Platforms like automated traffic surveys offer:
This increases the reliability of traffic demand estimation dramatically.
PCU conversion is one of the most critical components of IRC:65 because India’s traffic is heterogeneous.
AI enhances PCU estimation because:
This gives engineers a more accurate representation of actual roadway behaviour.
Speed–flow curves defined in IRC:65 depend on observed speeds under different flow conditions. AI systems provide:
The result is a significantly improved ability to calibrate IRC-based speed–flow relationships using real urban conditions.
IRC:65 defines capacity thresholds but does not offer predictive modelling.
AI tools fill this gap by forecasting congestion based on:
This allows city authorities to anticipate failures instead of simply reacting to them.
Traffic engineering does not exist in isolation.
AI systems integrate with:
to create a holistic view of road performance.
With integrated datasets, engineers can identify:
This transforms IRC:65 guidelines from static values into dynamic, actionable insights.
AI tools generate visual dashboards showing:
Such visual outputs help engineers directly apply IRC:65 recommendations in the field more confidently.

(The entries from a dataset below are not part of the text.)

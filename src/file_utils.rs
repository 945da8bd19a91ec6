use std::fs;
use std::path::{Path, PathBuf};

use log::debug;
use walkdir::WalkDir;

use crate::errors::{CaptionError, Result};
use crate::parsers::CaptionFormat;

// @module: File and path utilities around the caption codecs

// @const: Extension of every written file
const VTT_EXTENSION: &str = "vtt";

// @struct: File operations utility
pub struct FileManager;

impl FileManager {
    // @checks: File existence
    pub fn file_exists<P: AsRef<Path>>(path: P) -> bool {
        path.as_ref().is_file()
    }

    // @checks: Directory existence
    pub fn dir_exists<P: AsRef<Path>>(path: P) -> bool {
        path.as_ref().is_dir()
    }

    // @creates: Directory and parents if needed
    pub fn ensure_dir<P: AsRef<Path>>(path: P) -> Result<()> {
        let path = path.as_ref();
        if !path.as_os_str().is_empty() && !path.exists() {
            fs::create_dir_all(path)?;
        }
        Ok(())
    }

    /// Read a UTF-8 file to a string
    pub fn read_to_string<P: AsRef<Path>>(path: P) -> Result<String> {
        Ok(fs::read_to_string(path)?)
    }

    /// Write a string to a file, creating missing parent directories
    pub fn write_to_file<P: AsRef<Path>>(path: P, content: &str) -> Result<()> {
        if let Some(parent) = path.as_ref().parent() {
            Self::ensure_dir(parent)?;
        }
        fs::write(&path, content)?;
        Ok(())
    }

    /// Guess the caption format from a file extension
    pub fn detect_format<P: AsRef<Path>>(path: P) -> Option<CaptionFormat> {
        let ext = path.as_ref().extension()?.to_string_lossy().to_lowercase();
        CaptionFormat::ALL.into_iter().find(|format| format.extension() == ext)
    }

    /// Find every caption file (by extension) below a directory
    pub fn find_caption_files<P: AsRef<Path>>(dir: P) -> Result<Vec<PathBuf>> {
        let mut result = Vec::new();

        for entry in WalkDir::new(dir.as_ref()).follow_links(true).sort_by_file_name() {
            let entry = entry.map_err(std::io::Error::from)?;
            let path = entry.path();

            if path.is_file() && Self::detect_format(path).is_some() {
                result.push(path.to_path_buf());
            }
        }

        debug!("Found {} caption files in {}", result.len(), dir.as_ref().display());
        Ok(result)
    }

    /// Resolve where a WebVTT document should be written.
    ///
    /// - no target: the source path with its extension replaced by `.vtt`
    /// - an existing directory: `<dir>/<source stem>.vtt`
    /// - a path already ending in `.vtt`: used as is
    /// - any other path: `.vtt` is appended
    pub fn resolve_vtt_path(source: Option<&Path>, target: Option<&Path>) -> Result<PathBuf> {
        match target {
            None => source
                .map(|source| source.with_extension(VTT_EXTENSION))
                .ok_or(CaptionError::MissingFilename),
            Some(dir) if dir.is_dir() => {
                let stem = source
                    .and_then(Path::file_stem)
                    .ok_or(CaptionError::MissingFilename)?;
                Ok(dir.join(format!("{}.{}", stem.to_string_lossy(), VTT_EXTENSION)))
            }
            Some(file) => {
                let has_vtt_extension = file
                    .extension()
                    .is_some_and(|ext| ext.eq_ignore_ascii_case(VTT_EXTENSION));
                if has_vtt_extension {
                    Ok(file.to_path_buf())
                } else {
                    let mut name = file.as_os_str().to_os_string();
                    name.push(".");
                    name.push(VTT_EXTENSION);
                    Ok(PathBuf::from(name))
                }
            }
        }
    }
}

India’s transport ecosystem is becoming more complex. Rapid urbanisation, increased motorisation, multimodal traffic, and infrastructure expansion require smarter tools.
AI traffic surveys help modernise IRC:65 norms by:
As a result, AI aligns IRC standards with global traffic engineering practices.
AI-based traffic surveys represent a major leap forward for implementing and modernising IRC:65 Traffic Engineering Standards. Combining continuous data monitoring, automated classification, advanced analytics, and predictive capacity modelling, AI enables engineers to design safer, smarter, and more efficient road systems aligned with real-world Indian traffic behaviour.
RoadVision AI is transforming infrastructure development and maintenance by harnessing AI in roads to enhance safety and streamline road management. Using advanced roads AI technology, the platform enables early detection of potholes, cracks, and surface defects through precise pavement surveys, ensuring timely maintenance and optimal road conditions. Committed to building smarter, safer, and more sustainable roads, RoadVision AI aligns with IRC Codes, empowering engineers and stakeholders with data-driven insights that cut costs, reduce risks, and enhance the overall transportation experience.
To explore how AI can strengthen your traffic engineering practices or help align operations with IRC:65, you can book a demo with us.
AI uses automated camera-based vehicle detection to count and classify vehicles with high precision, eliminating human error and improving compliance with IRC guidelines.
AI can replace most manual surveys while increasing frequency and accuracy. However, hybrid validation checks may still be used in certain locations.
Yes. AI detects pedestrians, cyclists, commercial vehicles, public transport, and mixed-flow conditions, giving richer insights for capacity and design.